On Wed, Dec 16, 2020 at 7:31 PM Emily Shaffer <emilyshaffer@google.com> wrote:
>
> On Wed, Nov 04, 2020 at 05:33:10PM -0300, Matheus Tavares wrote:
> >
> > Use multiple worker processes to distribute the queued entries and call
> > write_checkout_item() in parallel for them. The items are distributed
> > uniformly in contiguous chunks. This minimizes the chances of two
> > workers writing to the same directory simultaneously, which could
> > affect performance due to lock contention in the kernel. Work stealing
> > (or any other format of re-distribution) is not implemented yet.
> >
>
> Only having done a quick skim, is there a reason that you are doing the
> workqueue handling from scratch rather than using
> run-command.h:run_processes_parallel()? The implementation you use and
> the implementation in run-command.c seem really similar to me.

TBH, I wasn't aware of run_process_parallel(). Thanks for bringing it
to my attention! :)

Hmm, I still have to look further into it, but I think parallel
checkout wouldn't be compatible with the run_process_parallel()
framework, in its current form.

The first obstacle would be that, IIUC, the framework only allows
callers to pass information to the child processes through argv,
right? I saw that you already have a patch lifting this limitation
[1], but the feed_pipe callback requires a strbuf and parallel
checkout communicates through pkt-line. This is important because,
otherwise, the workers wouldn't know where each parallel_checkout_item
finishes. (The size of each item is variable and, since we send binary
data, it might contain anything, even bytes normally used as delimiter
such as '\0' or '\n'.)

Another difficulty is that the framework combines the child processes'
stdout and stderr, dumping it to the foreground process' stderr.
Parallel checkout expects workers to print errors to stderr, but it
needs the stdout of each worker to get the results back. This is used
both to get stat() data from the workers and to advance the checkout
progress bar.

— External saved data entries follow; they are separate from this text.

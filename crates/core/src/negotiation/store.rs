use std::collections::HashMap;
use std::sync::{Arc, Mutex};

use rust_decimal::Decimal;

use super::Terms;

/// In-memory per-user negotiation state.
///
/// The outer map lock is held only long enough to clone out the per-user
/// cell; callers then serialize the read-decide-write of a single user's
/// round on that cell's async mutex. Rounds for distinct users never
/// contend with each other.
pub struct SessionStore {
    initial_price: Decimal,
    sessions: Mutex<HashMap<String, Arc<tokio::sync::Mutex<Decimal>>>>,
}

impl SessionStore {
    pub fn new(terms: &Terms) -> Self {
        Self { initial_price: terms.initial_price, sessions: Mutex::new(HashMap::new()) }
    }

    /// Per-user price cell, created lazily at the initial price.
    pub fn entry(&self, user_id: &str) -> Arc<tokio::sync::Mutex<Decimal>> {
        let mut sessions = self.sessions.lock().unwrap_or_else(|poisoned| poisoned.into_inner());
        sessions
            .entry(user_id.to_owned())
            .or_insert_with(|| Arc::new(tokio::sync::Mutex::new(self.initial_price)))
            .clone()
    }

    /// Current reference price for a user; the initial price when the user
    /// has never completed a round.
    pub async fn reference_price(&self, user_id: &str) -> Decimal {
        let cell = {
            let sessions =
                self.sessions.lock().unwrap_or_else(|poisoned| poisoned.into_inner());
            sessions.get(user_id).cloned()
        };
        match cell {
            Some(cell) => *cell.lock().await,
            None => self.initial_price,
        }
    }

    pub fn session_count(&self) -> usize {
        self.sessions.lock().unwrap_or_else(|poisoned| poisoned.into_inner()).len()
    }
}

#[cfg(test)]
mod tests {
    use rust_decimal::Decimal;

    use super::SessionStore;
    use crate::negotiation::Terms;

    #[tokio::test]
    async fn unseen_user_reads_the_initial_price_without_creating_a_session() {
        let store = SessionStore::new(&Terms::default());

        assert_eq!(store.reference_price("u-1").await, Decimal::from(100));
        assert_eq!(store.session_count(), 0);
    }

    #[tokio::test]
    async fn entry_is_created_once_and_writes_are_visible() {
        let store = SessionStore::new(&Terms::default());

        let cell = store.entry("u-1");
        *cell.lock().await = Decimal::from(90);

        assert_eq!(store.reference_price("u-1").await, Decimal::from(90));
        assert_eq!(store.session_count(), 1);

        // Re-entering yields the same cell, not a reset one.
        let again = store.entry("u-1");
        assert_eq!(*again.lock().await, Decimal::from(90));
        assert_eq!(store.session_count(), 1);
    }

    #[tokio::test]
    async fn sessions_are_independent_across_users() {
        let store = SessionStore::new(&Terms::default());

        *store.entry("u-1").lock().await = Decimal::from(60);
        *store.entry("u-2").lock().await = Decimal::from(80);

        assert_eq!(store.reference_price("u-1").await, Decimal::from(60));
        assert_eq!(store.reference_price("u-2").await, Decimal::from(80));
    }

    #[tokio::test]
    async fn holding_one_user_lock_does_not_block_another_user() {
        let store = SessionStore::new(&Terms::default());

        let held = store.entry("u-1");
        let _guard = held.lock().await;

        // Must complete immediately even while u-1's cell is locked.
        let other = store.entry("u-2");
        let value = tokio::time::timeout(std::time::Duration::from_millis(100), other.lock())
            .await
            .expect("distinct user lock must not contend");
        assert_eq!(*value, Decimal::from(100));
    }
}
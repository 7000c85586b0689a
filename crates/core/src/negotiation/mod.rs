//! Negotiation core: sentiment-tiered discounting, the accept/reject/counter
//! decision rules, per-user session state, and one-round orchestration.

pub mod discount;
pub mod engine;
pub mod service;
pub mod store;

use rust_decimal::Decimal;

/// Commercial bounds of a negotiation. The reference price for every live
/// session stays within `[min_price, initial_price]`.
#[derive(Clone, Debug, PartialEq, Eq)]
pub struct Terms {
    /// Anchor price for users with no prior rounds.
    pub initial_price: Decimal,
    /// Hard floor. Offers below it are rejected outright.
    pub min_price: Decimal,
    /// Minimum movement toward the buyer on every counteroffer.
    pub counter_step: Decimal,
}

impl Default for Terms {
    fn default() -> Self {
        Self {
            initial_price: Decimal::from(100),
            min_price: Decimal::from(50),
            counter_step: Decimal::from(5),
        }
    }
}

#[cfg(test)]
mod tests {
    use rust_decimal::Decimal;

    use super::Terms;

    #[test]
    fn default_terms_match_the_published_price_card() {
        let terms = Terms::default();
        assert_eq!(terms.initial_price, Decimal::from(100));
        assert_eq!(terms.min_price, Decimal::from(50));
        assert_eq!(terms.counter_step, Decimal::from(5));
    }
}
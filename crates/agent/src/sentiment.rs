use std::time::Duration;

use anyhow::{anyhow, Context, Result};
use async_trait::async_trait;
use haggle_core::config::SentimentConfig;
use haggle_core::{CollaboratorError, SentimentSource};
use reqwest::Client;
use secrecy::{ExposeSecret, SecretString};
use serde_json::{json, Value};

/// Remote polarity endpoint. Contract: `POST {base_url}/v1/polarity` with
/// `{"text": ...}` answered by `{"polarity": f}` where `f` is in
/// [-1.0, 1.0]. The service clamps out-of-range values; this client only
/// rejects replies with no usable number.
pub struct HttpSentimentSource {
    client: Client,
    base_url: String,
    api_key: Option<SecretString>,
    timeout_secs: u64,
}

impl HttpSentimentSource {
    pub fn from_config(config: &SentimentConfig) -> Result<Self> {
        let base_url = config
            .base_url
            .clone()
            .ok_or_else(|| anyhow!("sentiment.base_url is not configured"))?;
        let client = Client::builder()
            .timeout(Duration::from_secs(config.timeout_secs))
            .build()
            .context("failed to build sentiment http client")?;

        Ok(Self {
            client,
            base_url,
            api_key: config.api_key.clone(),
            timeout_secs: config.timeout_secs,
        })
    }
}

#[async_trait]
impl SentimentSource for HttpSentimentSource {
    async fn polarity(&self, text: &str) -> Result<f64, CollaboratorError> {
        let endpoint = format!("{}/v1/polarity", self.base_url.trim_end_matches('/'));
        let mut request = self.client.post(endpoint).json(&json!({ "text": text }));
        if let Some(key) = &self.api_key {
            request = request.bearer_auth(key.expose_secret());
        }

        let response = request.send().await.map_err(|error| {
            if error.is_timeout() {
                CollaboratorError::Timeout { timeout_secs: self.timeout_secs }
            } else {
                CollaboratorError::Unavailable(error.into())
            }
        })?;

        let status = response.status();
        if !status.is_success() {
            return Err(CollaboratorError::Unavailable(anyhow!(
                "sentiment endpoint returned status {status}"
            )));
        }

        let payload: Value = response.json().await.map_err(|error| {
            CollaboratorError::MalformedReply { detail: error.to_string() }
        })?;
        parse_polarity(&payload)
    }
}

/// Local stand-in when no sentiment endpoint is configured: every message
/// scores 0.0 and therefore lands in the low discount tier.
#[derive(Clone, Copy, Debug, Default)]
pub struct NeutralSentiment;

#[async_trait]
impl SentimentSource for NeutralSentiment {
    async fn polarity(&self, _text: &str) -> Result<f64, CollaboratorError> {
        Ok(0.0)
    }
}

fn parse_polarity(payload: &Value) -> Result<f64, CollaboratorError> {
    match payload.get("polarity").and_then(Value::as_f64) {
        Some(polarity) if polarity.is_finite() => Ok(polarity),
        _ => Err(CollaboratorError::MalformedReply {
            detail: "reply carried no finite `polarity` number".to_string(),
        }),
    }
}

I see that you've also sent a patch adding more
flexibility in this area [2], but I'm not sure if parallel checkout
could use it without pkt-lines and separating stdout from stderr
(although, of course, the latter could be implemented in the framework
as an optional feature).

Also, we might want to later improve the main-process<=>worker
protocol by adding work stealing. This might help in the workload
balancing while still minimizing the chances of having multiple
workers writing to the same part of the working tree (as would happen
with round-robin, for example). I already have a rough patch for this
[3], but it needs to be timed and tested further. With work stealing,
the protocol becomes a little more complex, so it might not be
suitable for the callback-style interface of run_process_parallel().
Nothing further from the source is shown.